Download Southern Lady, Yankee Spy: The True Story of Elizabeth Van Lew, a Union Agent in the Heart of the Confederacy fb2, epub

ISBN: 0195179897
Author: Elizabeth R. Varon
Language: English
Publisher: Oxford University Press; 1 edition (March 24, 2005)
Pages: 336
Category: Americas
Subcategory: History
Rating: 4.9
Votes: 106
Size Fb2: 1620 kb
Size ePub: 1278 kb
Size Djvu: 1862 kb
Other formats: lrf lit azw docx


Elizabeth R. Varon (born December 16, 1963) is an American historian, and Langbourne M. Williams Professor of American History at. .

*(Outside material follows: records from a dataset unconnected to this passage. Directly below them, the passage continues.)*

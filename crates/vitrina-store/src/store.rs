use async_trait::async_trait;

use vitrina_core::Product;

use crate::error::StoreError;

/// Server-side (or adapter-side) filtering for product listings.
#[derive(Debug, Clone, Default)]
pub struct ProductFilter {
    /// Only products with the active flag set.
    pub active_only: bool,
    /// Only products in this category.
    pub category: Option<String>,
    /// Only products with a discounted price (the `Ofertas` pseudo-category).
    pub discounted_only: bool,
}

impl ProductFilter {
    /// Filter matching every product. Used by the sync engine, which must
    /// see inactive records too.
    #[must_use]
    pub fn all() -> Self {
        Self::default()
    }

    /// Filter for storefront listings: active products only.
    #[must_use]
    pub fn active() -> Self {
        Self {
            active_only: true,
            ..Self::default()
        }
    }

    /// Returns `true` if `product` passes this filter. Used by adapters
    /// whose backend cannot filter server-side.
    #[must_use]
    pub fn matches(&self, product: &Product) -> bool {
        if self.active_only && !product.active {
            return false;
        }
        if let Some(category) = &self.category {
            if &product.category != category {
                return false;
            }
        }
        if self.discounted_only && !product.is_discounted() {
            return false;
        }
        true
    }
}

/// Uniform interface over the two product backends.
///
/// All methods speak the canonical (Supabase-shaped) [`Product`]; the
/// Airtable adapter normalizes on the way in and out.
#[async_trait]
pub trait ProductStore: Send + Sync {
    /// Lists products matching `filter`, newest first where the backend
    /// supports ordering.
    async fn list_all(&self, filter: ProductFilter) -> Result<Vec<Product>, StoreError>;

    /// Fetches a single product by store-assigned id.
    async fn get_by_id(&self, id: &str) -> Result<Option<Product>, StoreError>;

    /// Inserts a new product and returns the stored record (with its id).
    async fn insert(&self, product: &Product) -> Result<Product, StoreError>;

    /// Updates the product with store-assigned `id` and returns the stored
    /// record.
    async fn update(&self, id: &str, product: &Product) -> Result<Product, StoreError>;
}

#[cfg(test)]
mod tests {
    use super::*;

    use vitrina_core::ProductStatus;

    fn make_product(active: bool, category: &str, discounted: bool) -> Product {
        Product {
            id: None,
            name: "Silla".to_string(),
            description: String::new(),
            original_price: Some("100000".parse().unwrap()),
            discounted_price: discounted.then(|| "80000".parse().unwrap()),
            category: category.to_string(),
            status: ProductStatus::Available,
            active,
            image_folder: None,
            created_at: None,
        }
    }

    #[test]
    fn all_filter_matches_everything() {
        let filter = ProductFilter::all();
        assert!(filter.matches(&make_product(false, "Hogar", false)));
        assert!(filter.matches(&make_product(true, "Hogar", true)));
    }

    #[test]
    fn active_filter_rejects_inactive() {
        let filter = ProductFilter::active();
        assert!(!filter.matches(&make_product(false, "Hogar", false)));
        assert!(filter.matches(&make_product(true, "Hogar", false)));
    }

    #[test]
    fn category_filter_matches_exact_category() {
        let filter = ProductFilter {
            active_only: true,
            category: Some("Deportes".to_string()),
            discounted_only: false,
        };
        assert!(filter.matches(&make_product(true, "Deportes", false)));
        assert!(!filter.matches(&make_product(true, "Hogar", false)));
    }

    #[test]
    fn discounted_filter_requires_discount() {
        let filter = ProductFilter {
            active_only: true,
            category: None,
            discounted_only: true,
        };
        assert!(filter.matches(&make_product(true, "Hogar", true)));
        assert!(!filter.matches(&make_product(true, "Hogar", false)));
    }
}
//! Vision object table.
//!
//! The host's vision pipeline reports detected objects with `O:id,x,y`; a
//! `V:id` pick resolves the id through [`ObjectResolver`]. Ids follow the
//! detection naming used on the host, e.g. `red_circle_camera_x_0`.

use scara_common::config::{VisionConfig, WorkspaceBounds};
use scara_common::consts::{MAX_OBJECT_ID_LEN, MAX_VISION_OBJECTS};
use scara_common::protocol::ObjectId;
use tracing::debug;

use crate::error::VisionError;

/// Maps an object id to a workspace XY coordinate [mm].
pub trait ObjectResolver {
    fn resolve(&self, id: &str) -> Option<(f64, f64)>;
}

/// Validate an object id: 1–32 characters of `[A-Za-z0-9_-]`.
pub fn object_id(text: &str) -> Result<ObjectId, &'static str> {
    if text.is_empty() {
        return Err("missing object id");
    }
    if text.len() > MAX_OBJECT_ID_LEN {
        return Err("object id too long");
    }
    if !text
        .bytes()
        .all(|b| b.is_ascii_alphanumeric() || b == b'_' || b == b'-')
    {
        return Err("invalid object id");
    }
    ObjectId::try_from(text).map_err(|_| "object id too long")
}

/// Fixed-capacity id → coordinate table.
#[derive(Debug, Clone, Default)]
pub struct ObjectTable {
    entries: heapless::Vec<(ObjectId, (f64, f64)), MAX_VISION_OBJECTS>,
    fallback: Option<(f64, f64)>,
}

impl ObjectTable {
    /// Empty table with an optional placeholder coordinate for unknown ids.
    pub fn new(fallback: Option<(f64, f64)>) -> Self {
        Self {
            entries: heapless::Vec::new(),
            fallback,
        }
    }

    /// Seed from the `[vision]` configuration section.
    pub fn from_config(config: &VisionConfig, bounds: &WorkspaceBounds) -> Result<Self, VisionError> {
        let mut table = Self::new(config.fallback.map(|[x, y]| (x, y)));
        for obj in &config.objects {
            let id = object_id(&obj.id).map_err(|reason| VisionError::InvalidId {
                id: obj.id.clone(),
                reason,
            })?;
            if !bounds.contains_xy(obj.x, obj.y) {
                return Err(VisionError::OutOfBounds(obj.id.clone()));
            }
            table.insert(id, obj.x, obj.y)?;
        }
        Ok(table)
    }

    /// Insert or update an entry. A full table evicts nothing.
    pub fn insert(&mut self, id: ObjectId, x: f64, y: f64) -> Result<(), VisionError> {
        if let Some(entry) = self.entries.iter_mut().find(|(known, _)| *known == id) {
            entry.1 = (x, y);
            debug!(id = id.as_str(), x, y, "vision object updated");
            return Ok(());
        }
        debug!(id = id.as_str(), x, y, "vision object added");
        self.entries
            .push((id, (x, y)))
            .map_err(|_| VisionError::TableFull)
    }

    #[inline]
    pub fn len(&self) -> usize {
        self.entries.len()
    }

    #[inline]
    pub fn is_empty(&self) -> bool {
        self.entries.is_empty()
    }
}

impl ObjectResolver for ObjectTable {
    fn resolve(&self, id: &str) -> Option<(f64, f64)> {
        self.entries
            .iter()
            .find(|(known, _)| known.as_str() == id)
            .map(|(_, xy)| *xy)
            .or(self.fallback)
    }
}
//! Safety interlock state machine and input monitor.
//!
//! READY ↔ MOVING follow the motion activity; any state → HALTED on a
//! tripped limit sensor, the stop input or the `E` command. HALTED is left
//! only through an explicit reset, which is refused while any interlock input
//! is still asserted.
//!
//! The monitor reports a trip exactly once per transition into HALTED, not
//! once per tick while the input stays asserted.

use scara_common::hal::{LimitSwitches, SensorSnapshot};
use scara_common::protocol::Reply;
use tracing::{debug, info, warn};

/// Interlock state.
#[derive(Debug, Clone, Copy, PartialEq, Eq, Default)]
pub enum InterlockState {
    /// Idle, accepting motion.
    #[default]
    Ready,
    /// At least one axis active or a sequence busy.
    Moving,
    /// Latched stop.
    Halted,
}

/// Reason for entering HALTED.
#[derive(Debug, Clone, Copy, PartialEq, Eq)]
pub enum TripCause {
    /// One or more limit sensors tripped.
    Limit(LimitSwitches),
    /// Hardware stop input asserted.
    StopInput,
    /// `E` command from the host.
    Command,
}

impl TripCause {
    /// Asynchronous notification line for this cause.
    pub const fn notification(self) -> Reply {
        match self {
            TripCause::Limit(_) => Reply::LimitSwitchTriggered,
            TripCause::StopInput | TripCause::Command => Reply::EmergencyStop,
        }
    }
}

/// Events that drive the interlock machine.
#[derive(Debug, Clone, Copy, PartialEq, Eq)]
pub enum InterlockEvent {
    MotionStarted,
    MotionFinished,
    Trip(TripCause),
    Reset,
}

/// Result of an interlock transition.
#[derive(Debug, Clone, PartialEq, Eq)]
pub enum InterlockTransition {
    Ok(InterlockState),
    Rejected(&'static str),
}

/// READY / MOVING / HALTED machine.
#[derive(Debug, Clone, Default)]
pub struct InterlockStateMachine {
    state: InterlockState,
}

impl InterlockStateMachine {
    pub const fn new() -> Self {
        Self {
            state: InterlockState::Ready,
        }
    }

    #[inline]
    pub const fn state(&self) -> InterlockState {
        self.state
    }

    #[inline]
    pub const fn is_halted(&self) -> bool {
        matches!(self.state, InterlockState::Halted)
    }

    /// Handle an interlock event.
    pub fn handle_event(&mut self, event: InterlockEvent) -> InterlockTransition {
        use InterlockEvent as E;
        use InterlockState as S;

        let next = match (self.state, event) {
            (S::Ready, E::MotionStarted) => S::Moving,
            (S::Moving, E::MotionFinished) => S::Ready,

            // Repeated activity reports are no-ops
            (S::Moving, E::MotionStarted) => S::Moving,
            (S::Ready, E::MotionFinished) => S::Ready,

            // Any → Halted, idempotent
            (_, E::Trip(_)) => S::Halted,

            (S::Halted, E::Reset) => S::Ready,
            (S::Ready | S::Moving, E::Reset) => self.state,

            (S::Halted, E::MotionStarted | E::MotionFinished) => {
                return InterlockTransition::Rejected("motion while halted");
            }
        };

        self.state = next;
        InterlockTransition::Ok(next)
    }
}

/// Polls the interlock inputs once per tick.
#[derive(Debug, Clone, Default)]
pub struct SafetyMonitor {
    machine: InterlockStateMachine,
    last_inputs: SensorSnapshot,
    last_cause: Option<TripCause>,
}

impl SafetyMonitor {
    pub const fn new() -> Self {
        Self {
            machine: InterlockStateMachine::new(),
            last_inputs: SensorSnapshot {
                limits: LimitSwitches::empty(),
                estop: false,
            },
            last_cause: None,
        }
    }

    #[inline]
    pub const fn state(&self) -> InterlockState {
        self.machine.state()
    }

    #[inline]
    pub const fn is_halted(&self) -> bool {
        self.machine.is_halted()
    }

    /// Inputs seen by the last [`check`](Self::check).
    #[inline]
    pub const fn last_inputs(&self) -> SensorSnapshot {
        self.last_inputs
    }

    /// Cause of the current (or last) halt.
    #[inline]
    pub const fn last_cause(&self) -> Option<TripCause> {
        self.last_cause
    }

    /// Evaluate one poll of the inputs.
    ///
    /// Returns the trip cause when this poll moves the machine into HALTED.
    /// The stop input wins over limits when both are asserted.
    pub fn check(&mut self, inputs: SensorSnapshot) -> Option<TripCause> {
        self.last_inputs = inputs;
        if !inputs.any_tripped() || self.machine.is_halted() {
            return None;
        }
        let cause = if inputs.estop {
            TripCause::StopInput
        } else {
            TripCause::Limit(inputs.limits)
        };
        self.trip(cause);
        Some(cause)
    }

    /// Enter HALTED. Returns `false` if already halted.
    pub fn trip(&mut self, cause: TripCause) -> bool {
        let was_halted = self.machine.is_halted();
        self.machine.handle_event(InterlockEvent::Trip(cause));
        if !was_halted {
            warn!(?cause, "interlock tripped, motion halted");
            self.last_cause = Some(cause);
        }
        !was_halted
    }

    /// Track motion activity for READY / MOVING.
    pub fn update_motion(&mut self, moving: bool) {
        let event = if moving {
            InterlockEvent::MotionStarted
        } else {
            InterlockEvent::MotionFinished
        };
        let before = self.machine.state();
        if let InterlockTransition::Ok(after) = self.machine.handle_event(event) {
            if after != before {
                debug!(?before, ?after, "interlock state");
            }
        }
    }

    /// Leave HALTED.
    ///
    /// `inputs` must be a fresh poll; the reset is refused while any input
    /// is still asserted.
    pub fn reset(&mut self, inputs: SensorSnapshot) -> Result<(), &'static str> {
        self.last_inputs = inputs;
        if inputs.any_tripped() {
            return Err("interlock still asserted");
        }
        match self.machine.handle_event(InterlockEvent::Reset) {
            InterlockTransition::Ok(_) => {
                if self.last_cause.take().is_some() {
                    info!("emergency latch cleared");
                }
                Ok(())
            }
            InterlockTransition::Rejected(reason) => Err(reason),
        }
    }
}

// ─── Tests ──────────────────────────────────────────────────────────
//! Integration test: periodic status telemetry.

use scara_common::protocol::{Reply, StatusReport};

use super::Bench;

#[test]
fn status_count_follows_elapsed_time() {
    let mut bench = Bench::new();
    // 2.55 s at 1 ms per tick, 100 ms interval
    for _ in 0..2550 {
        bench.tick();
    }
    assert_eq!(bench.status_lines(), 25);
}

#[test]
fn status_cadence_ignores_traffic_and_motion() {
    let mut bench = Bench::new();
    bench.feed(b"X:20,20,20,100\nT\nS:10\nG:30\n");
    for _ in 0..1000 {
        bench.tick();
    }
    // 10 periodic lines plus the one answering `T`.
    assert_eq!(bench.status_lines(), 11);
}

#[test]
fn status_lines_parse_back() {
    let mut bench = Bench::new();
    bench.send("Y:12.5");
    bench.run_until_idle(10_000);
    for _ in 0..100 {
        bench.tick();
    }
    let last = bench
        .out
        .iter()
        .rev()
        .find_map(|r| match r {
            Reply::Status(report) => Some(report.to_string()),
            _ => None,
        })
        .expect("a status line");
    let report: StatusReport = last.parse().unwrap();
    assert_eq!(report.y, 12.5);
    assert_eq!(report.speed, 100);
}
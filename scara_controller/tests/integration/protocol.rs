//! Integration test: command protocol round trips.
//!
//! Every accepted line gets exactly one reply line, errors echo the
//! offending line, and accepted moves land on the expected step targets.

use scara_common::hal::Axis;

use super::Bench;

#[test]
fn absolute_move_targets_steps_and_acks() {
    let mut bench = Bench::new();
    assert_eq!(bench.send("X:50,50,0,30"), vec!["OK"]);

    let units = *bench.ctl.motion().units();
    assert_eq!(bench.ctl.axis(Axis::X).target(), units.to_steps(50.0));
    assert_eq!(bench.ctl.axis(Axis::Y).target(), units.to_steps(50.0));
    assert_eq!(bench.ctl.axis(Axis::Z).target(), 0);
    // speed 30 of 1000 steps/s
    assert_eq!(bench.ctl.axis(Axis::X).max_speed(), 300.0);

    bench.run_until_idle(10_000);
    assert_eq!(bench.hal.position(Axis::X), 500);
    assert_eq!(bench.hal.position(Axis::Y), 500);
    assert_eq!(bench.hal.position(Axis::Z), 0);
    assert_eq!(bench.replies(), vec!["OK"]);
}

#[test]
fn out_of_range_gripper_is_rejected_without_effect() {
    let mut bench = Bench::new();
    assert_eq!(
        bench.send("G:200"),
        vec!["ERROR:gripper angle outside 0-180:G:200"]
    );
    assert_eq!(bench.ctl.state().grip, 0.0);
    assert_eq!(bench.hal.gripper(), Some(0.0));

    assert_eq!(bench.send("G:120"), vec!["OK"]);
    assert_eq!(bench.hal.gripper(), Some(120.0));
}

#[test]
fn one_reply_per_line() {
    let mut bench = Bench::new();
    let lines = ["S:50", "A:20", "G:30", "T", "?", "Y:5", "Q", "S:101", "K:1", "X:1,2"];
    for line in lines {
        let replies = bench.send(line);
        // T answers with a STATUS line, which `send` filters out.
        let expected = usize::from(line != "T");
        assert_eq!(replies.len(), expected, "line {line:?} gave {replies:?}");
    }
}

#[test]
fn error_lines_echo_the_request() {
    let mut bench = Bench::new();
    assert_eq!(bench.send("Q:1"), vec!["ERROR:unknown command:Q:1"]);
    assert_eq!(bench.send("S:101"), vec!["ERROR:speed outside 0-100:S:101"]);
    assert_eq!(bench.send("X:1,2"), vec!["ERROR:expected 4 parameters, got 2:X:1,2"]);
    assert_eq!(bench.send("Z:-5"), vec!["ERROR:target outside workspace:Z:-5"]);
    assert_eq!(bench.send("X:500,0,0,50"), vec!["ERROR:target outside workspace:X:500,0,0,50"]);
    assert_eq!(bench.send("T:1"), vec!["ERROR:command takes no parameters:T:1"]);
}

#[test]
fn help_lists_every_verb() {
    let mut bench = Bench::new();
    let replies = bench.send("?");
    assert_eq!(replies.len(), 1);
    let help = replies[0].strip_prefix("HELP:").expect("help prefix");
    for verb in ['X', 'Y', 'Z', 'G', 'H', 'S', 'A', 'T', 'E', 'K', 'C', 'V', 'O', 'R'] {
        assert!(help.contains(verb), "help misses {verb}: {help}");
    }
}

#[test]
fn overlong_line_is_reported_once() {
    let mut bench = Bench::new();
    let mut bytes = vec![b'Y'; 200];
    bytes.push(b'\n');
    bench.feed(&bytes);
    bench.feed(b"T\n");
    assert_eq!(bench.ctl.queued_lines(), 2);

    bench.tick();
    let replies = bench.replies();
    assert_eq!(replies.len(), 1);
    assert!(replies[0].starts_with("ERROR:line too long:"));

    // The next line is parsed normally.
    bench.tick();
    assert_eq!(bench.status_lines(), 1);
}

#[test]
fn relative_moves_accumulate_in_status() {
    let mut bench = Bench::new();
    assert_eq!(bench.send("Y:20"), vec!["OK"]);
    assert_eq!(bench.send("Z:10"), vec!["OK"]);
    bench.run_until_idle(10_000);

    bench.feed(b"T\n");
    let start = bench.out.len();
    bench.tick();
    // The reply precedes any telemetry line of the same tick.
    assert_eq!(bench.out[start].to_string(), "STATUS:0.00,20.00,10.00,0.0,100");
    assert_eq!(bench.hal.position(Axis::Y), 200);
    assert_eq!(bench.hal.position(Axis::Z), 100);
}

#[test]
fn home_returns_to_origin() {
    let mut bench = Bench::new();
    bench.send("X:-30,40,20,100");
    bench.run_until_idle(10_000);
    assert_eq!(bench.hal.position(Axis::X), -300);

    assert_eq!(bench.send("H"), vec!["OK"]);
    bench.run_until_idle(10_000);
    for axis in Axis::ALL {
        assert_eq!(bench.hal.position(axis), 0);
        assert_eq!(bench.ctl.state().position(axis), 0.0);
    }
}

Elizabeth R. Williams Professor of American History at the University of Virginia. Southern Lady, Yankee Spy: The True Story of Elizabeth Van Lew, a Union Agent in the Heart of the Confederacy, Oxford University Press, USA, 2003, ISBN 9780195142280. Disunion!: The Coming of the American Civil War, 1789-1859. Univ of North Carolina Press.

Varon Elizabeth R. (EN).

Southern Lady, Yankee Spy book. Varon A well-documented, scholarly biography of Elizabeth Van Lew, the veritable spymaster at the center of the Unionist resistance movement in Richmond, VA during the Civil War. But with stories about secret codes and invisible ink, the nighttime exhumation of the body of a fallen Union officer, a daring underground prison escape and all manner of subterfuge and daring, much of the book reads like an espionage novel. How did Van Lew get away with so much right before the eyes of the opposition?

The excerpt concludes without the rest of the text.